The message was unmistakable: the current approach is falling short – and in some cases, actively worsening outcomes for patients. Long waiting times, increasing health-related anxiety, and ongoing challenges in mental health services are eroding public trust. Transitioning to a community-based, preventive, and integrated model of care is no longer just an aspiration – it is fundamental to the sustainability of the NHS.

Yet, under the weight of existing system pressures, achieving this transformation feels increasingly out of reach. There was a strong call in the room for political rhetoric to be matched by bold, system-wide action, and for local leaders to be genuinely empowered to make decisions that reflect the needs of their communities.

Leadership, risk, and public trust

Some leaders did highlight that large sections of the public still maintain that the hospital is the safest and most effective place within the sector to receive care. It is up to leaders, political and otherwise, to have a frank conversation with the public to address this trend and clearly articulate how health and care services can be accessed.

Leaders must be clear of purpose, instil confidence, and perhaps most importantly, hold their nerve in the face of political and institutional pressure. But bravery cannot stop at the hospital board room.

Several attendees emphasised the need for political courage at the national level. Without it, the system will remain risk-averse and locked into a cycle of short-term performance management at the expense of longer-term transformation.
There was strong consensus that DHSC needs to be brave in redistributing resources away from acute settings, even when these efforts run counter to entrenched assumptions or public sentiment.

Rebuilding public trust is paramount, and confidence in the NHS is closely tied to waiting times and access. When people don’t know how long they’ll have to wait or to whom to turn, anxiety grows among the public. Leaders present at the dinner stressed the importance of clear, honest communication with the public – explaining not only what is changing, but why. People want simplicity, not bureaucracy; certainty, not confusion.

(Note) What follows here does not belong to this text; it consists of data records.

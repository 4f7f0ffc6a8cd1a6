mod common;

use http::StatusCode;
use serde_json::json;

use common::{register, request, test_app, token_of, user_id_of};

#[tokio::test]
async fn test_feed_scenario() {
    let (app, _state) = test_app().await;

    // Ada and Lin register.
    let ada = register(&app, "Ada", "ada@x.com").await;
    let lin = register(&app, "Lin", "lin@x.com").await;
    let (ada_token, ada_id) = (token_of(&ada), user_id_of(&ada));
    let (lin_token, lin_id) = (token_of(&lin), user_id_of(&lin));

    // Lin posts "hello"; the author snapshot is Lin's profile at call time.
    let (status, post) = request(
        &app,
        "POST",
        "/api/posts",
        Some(&lin_token),
        Some(json!({"text": "hello"})),
    )
    .await;
    assert_eq!(status, StatusCode::OK);
    assert_eq!(post["name"], "Lin");
    assert_eq!(post["user_id"], lin_id.as_str());

    // Ada sees Lin's post in the feed.
    let (status, feed) = request(&app, "GET", "/api/posts", Some(&ada_token), None).await;
    assert_eq!(status, StatusCode::OK);
    let feed = feed.as_array().unwrap();
    assert_eq!(feed.len(), 1);
    assert_eq!(feed[0]["text"], "hello");
    assert_eq!(feed[0]["name"], "Lin");

    // Ada follows Lin; the response is Ada's updated following list.
    let (status, following) = request(
        &app,
        "PUT",
        &format!("/api/users/follow/{}", lin_id),
        Some(&ada_token),
        None,
    )
    .await;
    assert_eq!(status, StatusCode::OK);
    assert_eq!(following, json!([lin_id]));

    // Both sides of the edge are visible.
    let (status, lin_profile) = request(
        &app,
        "GET",
        &format!("/api/users/profile/{}", lin_id),
        Some(&ada_token),
        None,
    )
    .await;
    assert_eq!(status, StatusCode::OK);
    assert_eq!(lin_profile["followers"], json!([ada_id]));

    let (_, ada_me) = request(&app, "GET", "/api/auth/me", Some(&ada_token), None).await;
    assert_eq!(ada_me["following"], json!([lin_id]));
}

#[tokio::test]
async fn test_follow_error_cases() {
    let (app, _state) = test_app().await;

    let ada = register(&app, "Ada", "ada@x.com").await;
    let lin = register(&app, "Lin", "lin@x.com").await;
    let (ada_token, ada_id) = (token_of(&ada), user_id_of(&ada));
    let lin_id = user_id_of(&lin);

    let (status, _) = request(
        &app,
        "PUT",
        &format!("/api/users/follow/{}", lin_id),
        Some(&ada_token),
        None,
    )
    .await;
    assert_eq!(status, StatusCode::OK);

    // Repeated follow fails and leaves both lists unchanged.
    let (status, body) = request(
        &app,
        "PUT",
        &format!("/api/users/follow/{}", lin_id),
        Some(&ada_token),
        None,
    )
    .await;
    assert_eq!(status, StatusCode::BAD_REQUEST);
    assert_eq!(body["msg"], "User already followed");

    let (_, ada_me) = request(&app, "GET", "/api/auth/me", Some(&ada_token), None).await;
    assert_eq!(ada_me["following"], json!([lin_id]));
    let (_, lin_profile) = request(
        &app,
        "GET",
        &format!("/api/users/profile/{}", lin_id),
        Some(&ada_token),
        None,
    )
    .await;
    assert_eq!(lin_profile["followers"], json!([ada_id]));

    // Self-follow is blocked.
    let (status, _) = request(
        &app,
        "PUT",
        &format!("/api/users/follow/{}", ada_id),
        Some(&ada_token),
        None,
    )
    .await;
    assert_eq!(status, StatusCode::BAD_REQUEST);

    // Unknown target.
    let (status, body) = request(
        &app,
        "PUT",
        "/api/users/follow/no-such-user",
        Some(&ada_token),
        None,
    )
    .await;
    assert_eq!(status, StatusCode::NOT_FOUND);
    assert_eq!(body["msg"], "User not found");
}

#[tokio::test]
async fn test_suggestions_exclude_self_and_followed() {
    let (app, _state) = test_app().await;

    let ada = register(&app, "Ada", "ada@x.com").await;
    let lin = register(&app, "Lin", "lin@x.com").await;
    let kay = register(&app, "Kay", "kay@x.com").await;
    let ada_token = token_of(&ada);

    request(
        &app,
        "PUT",
        &format!("/api/users/follow/{}", user_id_of(&lin)),
        Some(&ada_token),
        None,
    )
    .await;

    let (status, suggestions) = request(
        &app,
        "GET",
        "/api/users/suggestions",
        Some(&ada_token),
        None,
    )
    .await;
    assert_eq!(status, StatusCode::OK);
    let suggestions = suggestions.as_array().unwrap();
    assert_eq!(suggestions.len(), 1);
    assert_eq!(suggestions[0]["id"], user_id_of(&kay).as_str());
    assert!(suggestions[0].get("password").is_none());
}

#[tokio::test]
async fn test_suggestions_are_bounded_to_five() {
    let (app, _state) = test_app().await;

    let ada = register(&app, "Ada", "ada@x.com").await;
    for i in 0..7 {
        register(&app, &format!("User{}", i), &format!("user{}@x.com", i)).await;
    }

    let (status, suggestions) = request(
        &app,
        "GET",
        "/api/users/suggestions",
        Some(&token_of(&ada)),
        None,
    )
    .await;
    assert_eq!(status, StatusCode::OK);
    assert_eq!(suggestions.as_array().unwrap().len(), 5);
}

#[tokio::test]
async fn test_like_toggle_is_idempotent_in_outcome() {
    let (app, _state) = test_app().await;

    let ada = register(&app, "Ada", "ada@x.com").await;
    let (ada_token, ada_id) = (token_of(&ada), user_id_of(&ada));

    let (_, post) = request(
        &app,
        "POST",
        "/api/posts",
        Some(&ada_token),
        Some(json!({"text": "hello"})),
    )
    .await;
    let post_id = post["id"].as_str().unwrap().to_string();
    let like_uri = format!("/api/posts/like/{}", post_id);

    // like -> one entry for Ada
    let (status, likes) = request(&app, "PUT", &like_uri, Some(&ada_token), None).await;
    assert_eq!(status, StatusCode::OK);
    let likes = likes.as_array().unwrap().clone();
    assert_eq!(likes.len(), 1);
    assert_eq!(likes[0]["user_id"], ada_id.as_str());

    // unlike -> back to the original state
    let (_, likes) = request(&app, "PUT", &like_uri, Some(&ada_token), None).await;
    assert_eq!(likes.as_array().unwrap().len(), 0);

    // like again -> present again, still no duplicates
    let (_, likes) = request(&app, "PUT", &like_uri, Some(&ada_token), None).await;
    assert_eq!(likes.as_array().unwrap().len(), 1);
}

#[tokio::test]
async fn test_like_and_comment_on_missing_post_are_not_found() {
    let (app, _state) = test_app().await;

    let ada = register(&app, "Ada", "ada@x.com").await;
    let ada_token = token_of(&ada);

    let (status, body) = request(
        &app,
        "PUT",
        "/api/posts/like/no-such-post",
        Some(&ada_token),
        None,
    )
    .await;
    assert_eq!(status, StatusCode::NOT_FOUND);
    assert_eq!(body["msg"], "Post not found");

    let (status, body) = request(
        &app,
        "POST",
        "/api/posts/comment/no-such-post",
        Some(&ada_token),
        Some(json!({"text": "hi"})),
    )
    .await;
    assert_eq!(status, StatusCode::NOT_FOUND);
    assert_eq!(body["msg"], "Post not found");
}

#[tokio::test]
async fn test_comments_prepend_and_feed_order_is_by_creation_time() {
    let (app, _state) = test_app().await;

    let lin = register(&app, "Lin", "lin@x.com").await;
    let lin_token = token_of(&lin);

    let (_, first) = request(
        &app,
        "POST",
        "/api/posts",
        Some(&lin_token),
        Some(json!({"text": "first post"})),
    )
    .await;
    let (_, second) = request(
        &app,
        "POST",
        "/api/posts",
        Some(&lin_token),
        Some(json!({"text": "second post"})),
    )
    .await;
    let first_id = first["id"].as_str().unwrap().to_string();
    let second_id = second["id"].as_str().unwrap().to_string();

    // Comment twice on the older post; newest comment sits at the head.
    let comment_uri = format!("/api/posts/comment/{}", first_id);
    request(
        &app,
        "POST",
        &comment_uri,
        Some(&lin_token),
        Some(json!({"text": "earlier comment"})),
    )
    .await;
    let (status, comments) = request(
        &app,
        "POST",
        &comment_uri,
        Some(&lin_token),
        Some(json!({"text": "later comment"})),
    )
    .await;
    assert_eq!(status, StatusCode::OK);
    let comments = comments.as_array().unwrap();
    assert_eq!(comments.len(), 2);
    assert_eq!(comments[0]["text"], "later comment");
    assert_eq!(comments[1]["text"], "earlier comment");

    // Interactions never move a post: the feed is still newest-post-first.
    let (_, feed) = request(&app, "GET", "/api/posts", Some(&lin_token), None).await;
    let feed = feed.as_array().unwrap();
    assert_eq!(feed[0]["id"], second_id.as_str());
    assert_eq!(feed[1]["id"], first_id.as_str());
    assert_eq!(feed[1]["comments"][0]["text"], "later comment");
}

#[tokio::test]
async fn test_empty_post_text_rejected() {
    let (app, _state) = test_app().await;

    let ada = register(&app, "Ada", "ada@x.com").await;
    let (status, _) = request(
        &app,
        "POST",
        "/api/posts",
        Some(&token_of(&ada)),
        Some(json!({"text": "   "})),
    )
    .await;
    assert_eq!(status, StatusCode::BAD_REQUEST);
}
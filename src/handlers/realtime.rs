use axum::{
    extract::State,
    extract::ws::{Message, WebSocket, WebSocketUpgrade},
    response::Response,
};
use futures::{SinkExt, StreamExt};
use serde::{Deserialize, Serialize};
use tokio::sync::mpsc;
use tokio::task::JoinHandle;
use uuid::Uuid;

use crate::models::notification::NotificationEvent;
use crate::realtime::bus::NotificationBus;
use crate::state::AppState;

/// A frame sent by the client. Subscription happens via an explicit `join`
/// carrying the user ID, not via the session token.
#[derive(Deserialize, Debug)]
struct ClientFrame {
    event: String,
    #[serde(default, rename = "userId")]
    user_id: Option<String>,
}

/// A frame sent to the client.
#[derive(Serialize)]
struct ServerFrame<'a> {
    event: &'a str,
    data: &'a NotificationEvent,
}

/// Upgrades the connection and hands it to the socket loop.
#[axum::debug_handler]
pub async fn ws_handler(State(state): State<AppState>, ws: WebSocketUpgrade) -> Response {
    ws.on_upgrade(move |socket| handle_socket(socket, state.bus))
}

/// Drives one client connection until it closes.
///
/// The writer task is the sole owner of the sink; each `join` spawns a bridge
/// task forwarding bus events into it. A second `join` re-homes the session:
/// the old bridge is aborted and the registry entry moves to the new channel.
/// Unparseable frames are ignored. Teardown unsubscribes the session with no
/// further action.
async fn handle_socket(socket: WebSocket, bus: NotificationBus) {
    let session_id = Uuid::new_v4();
    tracing::debug!("🔌 Socket connected: {}", session_id);

    let (mut sink, mut stream) = socket.split();
    let (out_tx, mut out_rx) = mpsc::unbounded_channel::<Message>();

    let writer = tokio::spawn(async move {
        while let Some(message) = out_rx.recv().await {
            if sink.send(message).await.is_err() {
                break;
            }
        }
    });

    let mut bridge: Option<JoinHandle<()>> = None;
    while let Some(Ok(message)) = stream.next().await {
        let Message::Text(text) = message else {
            continue;
        };
        let Ok(frame) = sonic_rs::from_str::<ClientFrame>(&text) else {
            continue;
        };

        if frame.event == "join" {
            let Some(user_id) = frame.user_id else {
                continue;
            };
            tracing::debug!("Session {} joining channel {}", session_id, user_id);

            if let Some(task) = bridge.take() {
                task.abort();
            }

            let mut events = bus.subscribe(session_id, &user_id).await;
            let out = out_tx.clone();
            bridge = Some(tokio::spawn(async move {
                while let Some(event) = events.recv().await {
                    let frame = ServerFrame {
                        event: "notification",
                        data: &event,
                    };
                    let Ok(body) = sonic_rs::to_string(&frame) else {
                        break;
                    };
                    if out.send(Message::Text(body.into())).is_err() {
                        break;
                    }
                }
            }));
        }
    }

    if let Some(task) = bridge.take() {
        task.abort();
    }
    bus.unsubscribe(session_id).await;
    writer.abort();

    tracing::debug!("🔌 Socket disconnected: {}", session_id);
}
use axum::{
    Extension, Json,
    extract::State,
    response::{IntoResponse, Response},
};
use serde::{Deserialize, Serialize};
use tower_cookies::cookie::time::Duration;
use tower_cookies::{Cookie, Cookies};

use crate::{
    config::Config,
    error::Result,
    models::session::Session,
    models::user::PublicUser,
    services::auth as auth_service,
    state::AppState,
    validation::auth::*,
};

/// The request payload for user registration.
#[derive(Deserialize, Debug)]
pub struct RegisterRequest {
    pub name: String,
    pub email: String,
    pub password: String,
    #[serde(default)]
    pub github: Option<String>,
}

/// The request payload for user login.
#[derive(Deserialize, Debug)]
pub struct LoginRequest {
    pub email: String,
    pub password: String,
}

/// The response payload for register and login.
#[derive(Serialize)]
pub struct AuthResponse {
    pub token: String,
    pub user: PublicUser,
}

/// A short message envelope.
#[derive(Serialize)]
pub struct MsgResponse {
    pub msg: String,
}

/// Creates the HTTP-only session cookie holding the signed token.
fn create_session_cookie(config: &Config, token: String) -> Cookie<'static> {
    let mut cookie = Cookie::new("token", token);

    cookie.set_http_only(true);
    if config.app_env == "production" {
        cookie.set_secure(true);
    }
    cookie.set_same_site(tower_cookies::cookie::SameSite::Lax);
    cookie.set_max_age(Duration::seconds(config.session_duration_days * 86400));
    cookie.set_path("/");

    cookie
}

/// Handles user registration.
#[axum::debug_handler]
pub async fn register(
    State(state): State<AppState>,
    cookies: Cookies,
    Json(payload): Json<RegisterRequest>,
) -> Result<Response> {
    tracing::info!("📝 Register attempt for email: {}", payload.email);
    validate_name(&payload.name)?;
    validate_email(&payload.email)?;
    validate_password(&payload.password)?;

    let (token, user) = auth_service::register(
        &state,
        payload.name,
        payload.email,
        payload.password,
        payload.github,
    )
    .await?;

    cookies.add(create_session_cookie(&state.config, token.clone()));
    tracing::info!("✅ Session cookie added for user: {}", user.id);

    Ok(Json(AuthResponse { token, user }).into_response())
}

/// Handles user login.
#[axum::debug_handler]
pub async fn login(
    State(state): State<AppState>,
    cookies: Cookies,
    Json(payload): Json<LoginRequest>,
) -> Result<Response> {
    tracing::info!("🔐 Login attempt for email: {}", payload.email);
    validate_email(&payload.email)?;

    let (token, user) = auth_service::login(&state, payload.email, payload.password).await?;

    cookies.add(create_session_cookie(&state.config, token.clone()));
    tracing::info!("✅ Session cookie added for user: {}", user.id);

    Ok(Json(AuthResponse { token, user }).into_response())
}

/// Returns the authenticated user's own profile, password stripped.
#[axum::debug_handler]
pub async fn me(
    State(state): State<AppState>,
    Extension(session): Extension<Session>,
) -> Result<Response> {
    let user = auth_service::current_user(&state, &session.user_id).await?;
    Ok(Json(user).into_response())
}

/// Handles user logout by clearing the session cookie. Idempotent; there is
/// no server-side revocation list.
#[axum::debug_handler]
pub async fn logout(
    Extension(session): Extension<Session>,
    cookies: Cookies,
) -> Result<Response> {
    tracing::info!("👋 Logout for user: {}", session.user_id);

    let mut cookie = Cookie::new("token", "");
    cookie.set_max_age(Duration::seconds(0));
    cookie.set_path("/");
    cookies.remove(cookie);

    Ok(Json(MsgResponse {
        msg: "Logged out".to_string(),
    })
    .into_response())
}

Reimagining metrics and accountability

A fundamental rethink of how success is measured was also discussed. Many of today’s key performance indicators are designed for performance monitoring, not for meaningful change. Attendees called for metrics rooted in health economics, place-based outcomes, and patient experience, rather than just ‘activity focused’ hospital throughput or financial balance.

The discussion also explored wider issues of financial governance. Some questioned whether systems should be permitted to run short-term deficits in order to unlock longer-term savings and improved outcomes. Others highlighted the pressing need for greater clarity and transparency in place-based spending—an area where the NHS still falls short. What became clear is that NHS financial structures remain rigid and poorly suited to support innovation or invest in preventative approaches that may not yield immediate performance gains, demand reduction, or visible returns. There is still discomfort within the system when benefits are not directly or immediately felt by the organisation itself.

Stop talking. Start doing

The dinner closed with a sense of urgency. The opportunity presented by the 10-Year Plan is real, but so too are the risks of continued inaction. Siloed thinking, limited risk appetite, and cultural inertia are holding the system back. Leaders agreed that it’s time to stop talking about integration, co-production, and shifting left, and time to start doing them.

This means creating space for genuine community engagement, sharing risk across sectors, and aligning incentives to patient outcomes rather than institutional survival. It means trusting others in the system to deliver value, even when they sit outside the NHS’s traditional structures. Above all, it means holding our collective nerve.